Я не пошла на услаждение своих «женских» претензий, на счастливую жизнь боготворимой любовницы. Отказавшись от этого первого серьезного «искушения», оставшись верной настоящей и трудной моей любви, я потом легко отдавала дань всем встречавшимся влюбленностям – это был уже не вопрос, курс был взят определенный, парус направлен, и «дрейф» в сторону несуществен.
За это я иногда впоследствии и ненавидела А. Белого: он сбил меня с моей надежной самоуверенной позиции. Я по-детски непоколебимо верила в единственность моей любви и в свою незыблемую верность и в то, что отношения наши с Сашей «потом» наладятся.
Моя жизнь с «мужем» (!) весной 1906 года была уже совсем расшатанной. Короткая вспышка чувственного его влечения мной в зиму и лето перед свадьбой скоро, в первые же два месяца, погасла, не успев вырвать меня из моего девичьего неведения, так как инстинктивная самозащита принималась Сашей всерьез.
Я до идиотизма ничего не понимала в любовных делах. Тем более не могла я разобраться в сложной и не вполне простой любовной психологии такого не обыденного мужа, как Саша.
Он сейчас же принялся теоретизировать о том, что нам и не надо физической близости, что это «астартизм», «темное» и Бог знает еще что. Когда я ему говорила о том, что я-то люблю весь этот еще неведомый мне мир, что я хочу его, – опять теории: такие отношения не могут быть длительны, все равно он неизбежно уйдет от меня к другим. А я? «И ты также». Это приводило меня в отчаяние! Отвергнута, не будучи еще женой, на корню убита основная вера всякой полюбившей впервые девушки в незыблемость, единственность. Я рыдала в эти вечера с таким бурным отчаянием, как уже не могла рыдать, когда все в самом деле произошло «как по писаному».
Молодость все же бросала иногда друг к другу живших рядом. В один из таких вечеров неожиданно для Саши и со «злым умыслом» моим произошло то, что должно было произойти, – это уже осенью 1904 года. С тех пор установились редкие, краткие, по-мужски эгоистические встречи. Неведение мое было прежнее, загадка не разгадана, и бороться я не умела, считая свою пассивность неизбежной. К весне 1906 года и это немногое прекратилось.

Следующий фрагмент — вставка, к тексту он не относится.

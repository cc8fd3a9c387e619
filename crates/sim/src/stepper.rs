//! One simulation tick: damp, advance, swap, then N relaxation sweeps each
//! followed by a swap.

use crate::device::FieldDevice;
use crate::error::DeviceError;
use crate::kernels::{MomentumParams, RelaxParams};

/// Solver parameters that stay fixed across ticks.
#[derive(Clone, Copy, Debug, PartialEq)]
pub struct TickParams {
    pub pressure_relaxation: f32,
    pub over_relaxation: f32,
    pub projection_iterations: u32,
    pub viscosity: f32,
    pub cell_size: f32,
}

impl TickParams {
    pub fn momentum(&self, dt: f32) -> MomentumParams {
        MomentumParams {
            dt,
            viscosity: self.viscosity,
            cell_size: self.cell_size,
        }
    }

    pub fn relax(&self, dt: f32) -> RelaxParams {
        RelaxParams {
            dt,
            omega: self.over_relaxation,
            cell_size: self.cell_size,
        }
    }
}

/// Advance the device by one tick of length `dt`.
///
/// The sequence is fixed; sub-stepping is done by calling this repeatedly with
/// a smaller `dt`.
pub fn tick<D: FieldDevice + ?Sized>(
    device: &mut D,
    params: &TickParams,
    dt: f32,
) -> Result<(), DeviceError> {
    device.damp_pressure(params.pressure_relaxation)?;

    device.advance(&params.momentum(dt))?;
    device.swap();

    let relax = params.relax(dt);
    for _ in 0..params.projection_iterations {
        device.relax(&relax)?;
        device.swap();
    }
    Ok(())
}
//! Grid geometry and the host-side field snapshot.
//!
//! Staggered layout on a `width * height` lattice, row-major:
//! - `u(i,j)` sits on the left face of cell `(i,j)`
//! - `v(i,j)` sits on the bottom face of cell `(i,j)`
//! - pressure and mask sit at cell centers
//!
//! All five fields share the same `width * height` length, so a solid cell
//! `(i,j)` touches `u(i,j)`, `u(i+1,j)`, `v(i,j)` and `v(i,j+1)`.

use serde::{Deserialize, Serialize};

/// Mask value for obstacle cells.
pub const SOLID: i32 = 0;
/// Mask value for open cells.
pub const FLUID: i32 = 1;

/// Kernel dispatch tile edge. Grid dimensions must be multiples of this.
pub const TILE_SIZE: usize = 8;

/// Binary cell classification used by painting and scenario setup.
#[derive(Clone, Copy, Debug, PartialEq, Eq, Serialize, Deserialize)]
pub enum CellKind {
    Solid,
    Fluid,
}

impl CellKind {
    #[inline]
    pub fn mask_value(self) -> i32 {
        match self {
            CellKind::Solid => SOLID,
            CellKind::Fluid => FLUID,
        }
    }

    /// Interpret a stored mask value. Anything other than 0/1 is rejected.
    pub fn from_mask(value: i32) -> Option<Self> {
        match value {
            SOLID => Some(CellKind::Solid),
            FLUID => Some(CellKind::Fluid),
            _ => None,
        }
    }

    /// The other kind (paint toggle).
    pub fn toggled(self) -> Self {
        match self {
            CellKind::Solid => CellKind::Fluid,
            CellKind::Fluid => CellKind::Solid,
        }
    }
}

/// Immutable lattice dimensions for a session.
#[derive(Clone, Copy, Debug, PartialEq, Eq, Serialize, Deserialize)]
pub struct GridSize {
    pub width: usize,
    pub height: usize,
}

impl GridSize {
    pub fn new(width: usize, height: usize) -> Self {
        Self { width, height }
    }

    #[inline]
    pub fn cell_count(&self) -> usize {
        self.width * self.height
    }

    #[inline]
    pub fn idx(&self, i: usize, j: usize) -> usize {
        i + j * self.width
    }

    #[inline]
    pub fn contains(&self, i: i64, j: i64) -> bool {
        i >= 0 && j >= 0 && (i as usize) < self.width && (j as usize) < self.height
    }

    /// Outermost ring: `i ∈ {0, w-1}` or `j ∈ {0, h-1}`.
    #[inline]
    pub fn is_ring(&self, i: usize, j: usize) -> bool {
        i == 0 || j == 0 || i + 1 == self.width || j + 1 == self.height
    }

    /// Number of 8x8 workgroups along each axis.
    pub fn dispatch_size(&self) -> (u32, u32) {
        (
            (self.width / TILE_SIZE) as u32,
            (self.height / TILE_SIZE) as u32,
        )
    }
}

/// Which of the two velocity arenas is authoritative.
///
/// Flipping is an index change only; no data moves.
#[derive(Clone, Copy, Debug, Default, PartialEq, Eq)]
pub struct PingPong {
    current: usize,
}

impl PingPong {
    #[inline]
    pub fn current(&self) -> usize {
        self.current
    }

    #[inline]
    pub fn next(&self) -> usize {
        (self.current + 1) % 2
    }

    #[inline]
    pub fn swap(&mut self) {
        self.current = self.next();
    }
}

/// Host-side copy of the full simulation state.
///
/// Velocity is one buffer's worth; uploading writes it into both arenas.
#[derive(Clone, Debug, PartialEq)]
pub struct FieldState {
    pub grid: GridSize,
    pub u: Vec<f32>,
    pub v: Vec<f32>,
    pub pressure: Vec<f32>,
    pub mask: Vec<i32>,
}

impl FieldState {
    /// Zero velocity and pressure, every cell fluid.
    pub fn open(grid: GridSize) -> Self {
        let n = grid.cell_count();
        Self {
            grid,
            u: vec![0.0; n],
            v: vec![0.0; n],
            pressure: vec![0.0; n],
            mask: vec![FLUID; n],
        }
    }

    /// All-zero state, including the mask. Matches freshly allocated buffers.
    pub fn zeroed(grid: GridSize) -> Self {
        let n = grid.cell_count();
        Self {
            grid,
            u: vec![0.0; n],
            v: vec![0.0; n],
            pressure: vec![0.0; n],
            mask: vec![SOLID; n],
        }
    }

    /// Force the outer ring solid.
    pub fn close_ring(&mut self) {
        let GridSize { width, height } = self.grid;
        for i in 0..width {
            self.mask[i] = SOLID;
            self.mask[i + (height - 1) * width] = SOLID;
        }
        for j in 0..height {
            self.mask[j * width] = SOLID;
            self.mask[width - 1 + j * width] = SOLID;
        }
    }

    #[inline]
    pub fn mask_at(&self, i: usize, j: usize) -> i32 {
        self.mask[self.grid.idx(i, j)]
    }

    /// Borrow the velocity/mask slices as a read-only stencil view.
    pub fn view(&self) -> crate::mask::FieldView<'_> {
        crate::mask::FieldView::new(self.grid, &self.u, &self.v, &self.mask)
    }
}
use std::sync::atomic::{AtomicBool, Ordering};
use std::sync::{mpsc, Arc};

use bytemuck::{Pod, Zeroable};
use fdm_sim::device::check_upload;
use fdm_sim::kernels::{Color, MomentumParams, RelaxParams};
use fdm_sim::{CellKind, DeviceError, FieldDevice, FieldState, GridSize, PingPong, Stroke, TILE_SIZE};
use glam::Vec2;

use crate::{await_buffer_map, GpuContext, GpuError};

/// Uniform block shared by every kernel. Matches `Params` in `fdm.wgsl`.
#[repr(C)]
#[derive(Copy, Clone, Debug, Default, Pod, Zeroable)]
struct KernelParams {
    width: u32,
    height: u32,
    paint_value: i32,
    /// Corrected colour of a relaxation pass: 0 red, 1 black.
    color: u32,
    dt: f32,
    viscosity: f32,
    cell_size: f32,
    omega: f32,
    damping: f32,
    radius: f32,
    from: [f32; 2],
    to: [f32; 2],
    velocity: [f32; 2],
}

struct Pipelines {
    damp_pressure: wgpu::ComputePipeline,
    advance_momentum: wgpu::ComputePipeline,
    relax_corrections: wgpu::ComputePipeline,
    relax_limit: wgpu::ComputePipeline,
    relax_apply: wgpu::ComputePipeline,
    apply_velocity: wgpu::ComputePipeline,
    paint_mask: wgpu::ComputePipeline,
}

/// Field store on the GPU.
///
/// `bind_groups[b]` reads arena `b` as source and writes arena `1 - b`, so the
/// current ping-pong index selects the bind group directly.
pub struct GpuDevice {
    device: Arc<wgpu::Device>,
    queue: Arc<wgpu::Queue>,
    device_lost: Arc<AtomicBool>,
    grid: GridSize,

    u_buffers: [wgpu::Buffer; 2],
    v_buffers: [wgpu::Buffer; 2],
    pressure_buffer: wgpu::Buffer,
    mask_buffer: wgpu::Buffer,
    // Per-cell (correction, limiter) pairs
    correction_buffer: wgpu::Buffer,
    params_buffer: wgpu::Buffer,
    staging: wgpu::Buffer,

    bind_groups: [wgpu::BindGroup; 2],
    pipelines: Pipelines,
    workgroups: (u32, u32),
    buffers: PingPong,
}

fn storage_entry(binding: u32) -> wgpu::BindGroupLayoutEntry {
    wgpu::BindGroupLayoutEntry {
        binding,
        visibility: wgpu::ShaderStages::COMPUTE,
        ty: wgpu::BindingType::Buffer {
            ty: wgpu::BufferBindingType::Storage { read_only: false },
            has_dynamic_offset: false,
            min_binding_size: None,
        },
        count: None,
    }
}

impl GpuDevice {
    pub fn new(gpu: &GpuContext, grid: GridSize) -> Result<Self, DeviceError> {
        if grid.width < TILE_SIZE
            || grid.height < TILE_SIZE
            || grid.width % TILE_SIZE != 0
            || grid.height % TILE_SIZE != 0
        {
            return Err(DeviceError::Backend(format!(
                "grid {}x{} is not a multiple of the {}-cell tile",
                grid.width, grid.height, TILE_SIZE
            )));
        }
        let device = gpu.device.clone();
        let cell_bytes = (grid.cell_count() * std::mem::size_of::<f32>()) as u64;

        let shader = device.create_shader_module(wgpu::ShaderModuleDescriptor {
            label: Some("FDM Shader"),
            source: wgpu::ShaderSource::Wgsl(include_str!("shaders/fdm.wgsl").into()),
        });

        let field = |label: &str| {
            device.create_buffer(&wgpu::BufferDescriptor {
                label: Some(label),
                size: cell_bytes,
                usage: wgpu::BufferUsages::STORAGE
                    | wgpu::BufferUsages::COPY_SRC
                    | wgpu::BufferUsages::COPY_DST,
                mapped_at_creation: false,
            })
        };
        let u_buffers = [field("U Buffer 0"), field("U Buffer 1")];
        let v_buffers = [field("V Buffer 0"), field("V Buffer 1")];
        let pressure_buffer = field("Pressure Buffer");
        let mask_buffer = field("Mask Buffer");
        let correction_buffer = device.create_buffer(&wgpu::BufferDescriptor {
            label: Some("Correction Buffer"),
            size: 2 * cell_bytes,
            usage: wgpu::BufferUsages::STORAGE,
            mapped_at_creation: false,
        });

        let params_buffer = device.create_buffer(&wgpu::BufferDescriptor {
            label: Some("FDM Params Buffer"),
            size: std::mem::size_of::<KernelParams>() as u64,
            usage: wgpu::BufferUsages::UNIFORM | wgpu::BufferUsages::COPY_DST,
            mapped_at_creation: false,
        });

        let staging = device.create_buffer(&wgpu::BufferDescriptor {
            label: Some("FDM Staging"),
            size: cell_bytes,
            usage: wgpu::BufferUsages::MAP_READ | wgpu::BufferUsages::COPY_DST,
            mapped_at_creation: false,
        });

        let bind_group_layout = device.create_bind_group_layout(&wgpu::BindGroupLayoutDescriptor {
            label: Some("FDM Bind Group Layout"),
            entries: &[
                // params (uniform)
                wgpu::BindGroupLayoutEntry {
                    binding: 0,
                    visibility: wgpu::ShaderStages::COMPUTE,
                    ty: wgpu::BindingType::Buffer {
                        ty: wgpu::BufferBindingType::Uniform,
                        has_dynamic_offset: false,
                        min_binding_size: None,
                    },
                    count: None,
                },
                // u_src, v_src, u_dst, v_dst, pressure, mask, correction
                storage_entry(1),
                storage_entry(2),
                storage_entry(3),
                storage_entry(4),
                storage_entry(5),
                storage_entry(6),
                storage_entry(7),
            ],
        });

        let make_bind_group = |src: usize| {
            let dst = 1 - src;
            device.create_bind_group(&wgpu::BindGroupDescriptor {
                label: Some(if src == 0 { "FDM Bind Group 0->1" } else { "FDM Bind Group 1->0" }),
                layout: &bind_group_layout,
                entries: &[
                    wgpu::BindGroupEntry {
                        binding: 0,
                        resource: params_buffer.as_entire_binding(),
                    },
                    wgpu::BindGroupEntry {
                        binding: 1,
                        resource: u_buffers[src].as_entire_binding(),
                    },
                    wgpu::BindGroupEntry {
                        binding: 2,
                        resource: v_buffers[src].as_entire_binding(),
                    },
                    wgpu::BindGroupEntry {
                        binding: 3,
                        resource: u_buffers[dst].as_entire_binding(),
                    },
                    wgpu::BindGroupEntry {
                        binding: 4,
                        resource: v_buffers[dst].as_entire_binding(),
                    },
                    wgpu::BindGroupEntry {
                        binding: 5,
                        resource: pressure_buffer.as_entire_binding(),
                    },
                    wgpu::BindGroupEntry {
                        binding: 6,
                        resource: mask_buffer.as_entire_binding(),
                    },
                    wgpu::BindGroupEntry {
                        binding: 7,
                        resource: correction_buffer.as_entire_binding(),
                    },
                ],
            })
        };
        let bind_groups = [make_bind_group(0), make_bind_group(1)];

        let pipeline_layout = device.create_pipeline_layout(&wgpu::PipelineLayoutDescriptor {
            label: Some("FDM Pipeline Layout"),
            bind_group_layouts: &[&bind_group_layout],
            push_constant_ranges: &[],
        });

        let pipeline = |entry_point: &str| {
            device.create_compute_pipeline(&wgpu::ComputePipelineDescriptor {
                label: Some(entry_point),
                layout: Some(&pipeline_layout),
                module: &shader,
                entry_point: Some(entry_point),
                compilation_options: Default::default(),
                cache: None,
            })
        };
        let pipelines = Pipelines {
            damp_pressure: pipeline("damp_pressure"),
            advance_momentum: pipeline("advance_momentum"),
            relax_corrections: pipeline("relax_corrections"),
            relax_limit: pipeline("relax_limit"),
            relax_apply: pipeline("relax_apply"),
            apply_velocity: pipeline("apply_velocity"),
            paint_mask: pipeline("paint_mask"),
        };

        log::info!(
            "GPU field store {}x{} ({} KiB per field)",
            grid.width,
            grid.height,
            cell_bytes / 1024
        );

        Ok(Self {
            device,
            queue: gpu.queue.clone(),
            device_lost: gpu.device_lost_flag(),
            grid,
            u_buffers,
            v_buffers,
            pressure_buffer,
            mask_buffer,
            correction_buffer,
            params_buffer,
            staging,
            bind_groups,
            pipelines,
            workgroups: grid.dispatch_size(),
            buffers: PingPong::default(),
        })
    }

    fn byte_size(&self) -> u64 {
        (self.grid.cell_count() * std::mem::size_of::<f32>()) as u64
    }

    fn base_params(&self) -> KernelParams {
        KernelParams {
            width: self.grid.width as u32,
            height: self.grid.height as u32,
            ..Default::default()
        }
    }

    fn check_alive(&self) -> Result<(), GpuError> {
        if self.device_lost.load(Ordering::SeqCst) {
            return Err(GpuError::DeviceLost);
        }
        Ok(())
    }

    fn dispatch(&self, encoder: &mut wgpu::CommandEncoder, pipeline: &wgpu::ComputePipeline) {
        let mut pass = encoder.begin_compute_pass(&wgpu::ComputePassDescriptor {
            label: Some("FDM Pass"),
            timestamp_writes: None,
        });
        pass.set_pipeline(pipeline);
        pass.set_bind_group(0, &self.bind_groups[self.buffers.current()], &[]);
        pass.dispatch_workgroups(self.workgroups.0, self.workgroups.1, 1);
    }

    /// Upload `params`, then encode and submit the given passes in order.
    fn run(
        &self,
        label: &str,
        params: &KernelParams,
        copy_to_next: bool,
        pipelines: &[&wgpu::ComputePipeline],
    ) -> Result<(), GpuError> {
        self.check_alive()?;
        self.queue
            .write_buffer(&self.params_buffer, 0, bytemuck::bytes_of(params));

        let mut encoder = self
            .device
            .create_command_encoder(&wgpu::CommandEncoderDescriptor { label: Some(label) });
        if copy_to_next {
            let (cur, next) = (self.buffers.current(), self.buffers.next());
            let size = self.byte_size();
            encoder.copy_buffer_to_buffer(&self.u_buffers[cur], 0, &self.u_buffers[next], 0, size);
            encoder.copy_buffer_to_buffer(&self.v_buffers[cur], 0, &self.v_buffers[next], 0, size);
        }
        for pipeline in pipelines {
            self.dispatch(&mut encoder, pipeline);
        }
        self.queue.submit(std::iter::once(encoder.finish()));
        Ok(())
    }

    /// Copy one field through the staging buffer and read it back.
    fn download<T: Pod>(&self, src: &wgpu::Buffer) -> Result<Vec<T>, GpuError> {
        self.check_alive()?;
        let mut encoder = self
            .device
            .create_command_encoder(&wgpu::CommandEncoderDescriptor {
                label: Some("FDM Download Encoder"),
            });
        encoder.copy_buffer_to_buffer(src, 0, &self.staging, 0, self.byte_size());
        self.queue.submit(std::iter::once(encoder.finish()));

        let buffer_slice = self.staging.slice(..);
        let (tx, rx) = mpsc::channel();
        buffer_slice.map_async(wgpu::MapMode::Read, move |result| {
            let _ = tx.send(result);
        });
        self.device.poll(wgpu::Maintain::Wait);
        await_buffer_map(rx, &self.device_lost)?;

        let data = {
            let mapped = buffer_slice.get_mapped_range();
            bytemuck::cast_slice::<u8, T>(&mapped).to_vec()
        };
        self.staging.unmap();
        Ok(data)
    }

    fn stroke_params(&self, stroke: &Stroke) -> KernelParams {
        KernelParams {
            radius: stroke.radius,
            from: stroke.from.to_array(),
            to: stroke.to.to_array(),
            ..self.base_params()
        }
    }
}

Весна этого года – длительный «простой» двадцатичетырехлетней женщины. Не могу сказать, чтобы я была наделена бурным темпераментом южанки, доводящим ее в случае «неувязки» до истерических, болезненных состояний. Я северянка, а темперамент северянки – шампанское замороженное… Только не верьте спокойному холоду прозрачного бокала – весь искрящийся огонь его укрыт лишь до времени. К тому же по матери я и казачка (мама – полуказачка, полушведка). Боря верно учуял во мне «разбойный размах»; это было, я знаю. Кровь предков, привыкших грабить, убивать, насиловать, часто бунтовала во мне и толкала на свободолюбивые, даже озорные поступки. Но иногда – заедала рефлексия, тягость культуры, тоже впитанная от рождения. Но иногда – прорвалось…
Той весной, вижу, когда теперь оглядываюсь, я была брошена на произвол всякого, кто стал бы за мной упорно ухаживать. Если бы я теперь рассудком отстранилась от прошлого, чужого, то против Бори я почти ничего не могу противопоставить: все мы ему верили, глубоко его уважали и считались с ним, он был свой. Я же, повторяю, до идиотизма не знала жизнь и ребячливо верила в свою непогрешимость.
Да по правде сказать, и была же я в то время и семьей Саши, и московскими «блоковцами» захвачена, превознесена без толку и на все лады, мимо моей простой человеческой сущности. Моя молодость таила в себе какое-то покоряющее очарование, я это видела, это чуяла; и у более умудренной опытом голова могла закружиться. Если я пожимала плечами в ответ на теоретизирования о значении воплощенной во мне женственности, то как могла я удержаться от соблазна испытать власть своих взглядов, своих улыбок на окружающих? И прежде всего на Боре, самом значительном из всех? Боря же вскружил мне голову, как самый опытный Дон Жуан, хотя таким таки никогда и не был. Долгие, иногда четырех- или шестичасовые его монологи отвлеченные, научные, очень интересные нам, заканчивались неизбежно каким-нибудь сведением ко мне; или прямо, или косвенно выходило так, что смысл всего – в моем существовании и в том, какая я.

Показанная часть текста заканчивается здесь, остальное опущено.